Problem statement
Among the entries below, please repeat exactly and only the lines from the line containing "let dist = ((lat" to the line containing "from built-up ones.", both lines included.

[Collected data entries]
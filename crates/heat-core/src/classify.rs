//! Per-location classification against the reference table.
//!
//! [`classify`] is the pure, deterministic half: nearest reference point,
//! open-water override, distance-based formulas. Jitter and range clamps
//! live on [`Classification`] so tests can exercise the raw formulas with
//! noise disabled, and the RNG is always injected by the caller.

use rand::Rng;
use serde::Serialize;

use crate::reference::{LandCategory, REFERENCE_POINTS};

/// Southern latitude bound. Anything below is treated as open water.
const WATER_LAT_BOUND: f64 = 43.55;
/// Western longitude bound. Anything further west is treated as open water.
const WATER_LNG_BOUND: f64 = -80.0;

/// First year of the observation window; trend adjustments count from here.
pub const BASE_YEAR: i32 = 2018;

/// Warming trend applied to heat delta and surface temperature, degrees C per year.
const HEAT_TREND_PER_YEAR: f64 = 0.4;
/// Greening trend applied to the vegetation index per year.
const NDVI_TREND_PER_YEAR: f64 = 0.008;

/// One classified point. Values may be outside the documented ranges until
/// [`Classification::clamped`] is applied.
#[derive(Debug, Clone, Copy, PartialEq)]
pub struct Classification {
    pub category: LandCategory,
    /// Urban heat island delta, degrees C.
    pub heat_delta: f64,
    /// Vegetation index.
    pub ndvi: f64,
    /// Land surface temperature, degrees C.
    pub lst: f64,
}

impl Classification {
    /// Fixed values substituted by the open-water override.
    const WATER: Classification = Classification {
        category: LandCategory::Water,
        heat_delta: 0.5,
        ndvi: 0.12,
        lst: 22.0,
    };

    /// Add uniform measurement jitter to all three outputs.
    pub fn jittered<R: Rng + ?Sized>(mut self, rng: &mut R) -> Self {
        self.heat_delta += rng.gen_range(-0.3..0.3);
        self.ndvi += rng.gen_range(-0.03..0.03);
        self.lst += rng.gen_range(-1.0..1.0);
        self
    }

    /// Clamp all three outputs to their documented ranges: heat delta to
    /// [0, 10], vegetation index to [0, 1], surface temperature to [18, 48].
    pub fn clamped(mut self) -> Self {
        self.heat_delta = self.heat_delta.clamp(0.0, 10.0);
        self.ndvi = self.ndvi.clamp(0.0, 1.0);
        self.lst = self.lst.clamp(18.0, 48.0);
        self
    }
}

/// Classify a point against the nearest reference location.
///
/// Pure and deterministic: no jitter, no clamping, so the returned values
/// are the raw formula outputs. At zero distance this reproduces the
/// reference point's baselines exactly.
pub fn classify(lat: f64, lng: f64) -> Classification {
    let mut min_dist = f64::INFINITY;
    let mut nearest = &REFERENCE_POINTS[0];
    for point in &REFERENCE_POINTS {
        let dist = ((lat - point.lat).powi(2) + (lng - point.lng).powi(2)).sqrt();
        if dist < min_dist {
            min_dist = dist;
            nearest = point;
        }
    }

    // The open-water bounds check runs after the scan and overrides its
    // result unconditionally.
    if lat < WATER_LAT_BOUND || lng < WATER_LNG_BOUND {
        return Classification::WATER;
    }

    // Heat climbs with distance from an industrial core and falls with
    // distance from everything else.
    let heat_sign = if nearest.category == LandCategory::Industrial { 1.0 } else { -1.0 };
    let heat_delta = nearest.heat_delta + min_dist * 15.0 * heat_sign;

    // Vegetation decays away from green baselines and picks up slightly
    // away from built-up ones.
    let ndvi = match nearest.category {
        LandCategory::Park | LandCategory::Residential => nearest.ndvi - min_dist * 0.5,
        _ => nearest.ndvi + min_dist * 0.1,
    };

    // Surface temperature tracks the heat delta and inverse vegetation.
    let lst = 28.0 + heat_delta + (1.0 - ndvi) * 8.0;

    Classification { category: nearest.category, heat_delta, ndvi, lst }
}

/// Wire payload for a classified map click.
#[derive(Debug, Clone, Serialize)]
pub struct LocationReport {
    pub duhi: f64,
    pub ndvi: f64,
    pub lst: f64,
    pub location_type: LandCategory,
    pub description: &'static str,
}

/// Full per-location report: classify, jitter, clamp, then apply the linear
/// warming/greening trend when a year is supplied (re-clamping afterwards so
/// the documented ranges hold for every output this function produces).
pub fn location_report<R: Rng + ?Sized>(
    lat: f64,
    lng: f64,
    year: Option<i32>,
    rng: &mut R,
) -> LocationReport {
    let mut c = classify(lat, lng).jittered(rng).clamped();

    if let Some(year) = year {
        let years = (year - BASE_YEAR) as f64;
        c.heat_delta += years * HEAT_TREND_PER_YEAR;
        c.lst += years * HEAT_TREND_PER_YEAR;
        c.ndvi += years * NDVI_TREND_PER_YEAR;
        c = c.clamped();
    }

    LocationReport {
        duhi: c.heat_delta,
        ndvi: c.ndvi,
        lst: c.lst,
        location_type: c.category,
        description: c.category.description(),
    }
}
//! Landing route handler.

use axum::response::Response;
use serde::Serialize;

use crate::handlers::common::json_response;

#[derive(Serialize)]
pub struct LandingResponse {
    pub message: String,
    pub version: String,
}

/// GET /api/ - Service banner
pub async fn landing_handler() -> Response {
    json_response(&LandingResponse {
        message: "Urban Heat & Greenness Dashboard API".to_string(),
        version: env!("CARGO_PKG_VERSION").to_string(),
    })
}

Reply
        let dist = ((lat - point.lat).powi(2) + (lng - point.lng).powi(2)).sqrt();
        if dist < min_dist {
            min_dist = dist;
            nearest = point;
        }
    }

    // The open-water bounds check runs after the scan and overrides its
    // result unconditionally.
    if lat < WATER_LAT_BOUND || lng < WATER_LNG_BOUND {
        return Classification::WATER;
    }

    // Heat climbs with distance from an industrial core and falls with
    // distance from everything else.
    let heat_sign = if nearest.category == LandCategory::Industrial { 1.0 } else { -1.0 };
    let heat_delta = nearest.heat_delta + min_dist * 15.0 * heat_sign;

    // Vegetation decays away from green baselines and picks up slightly
    // away from built-up ones.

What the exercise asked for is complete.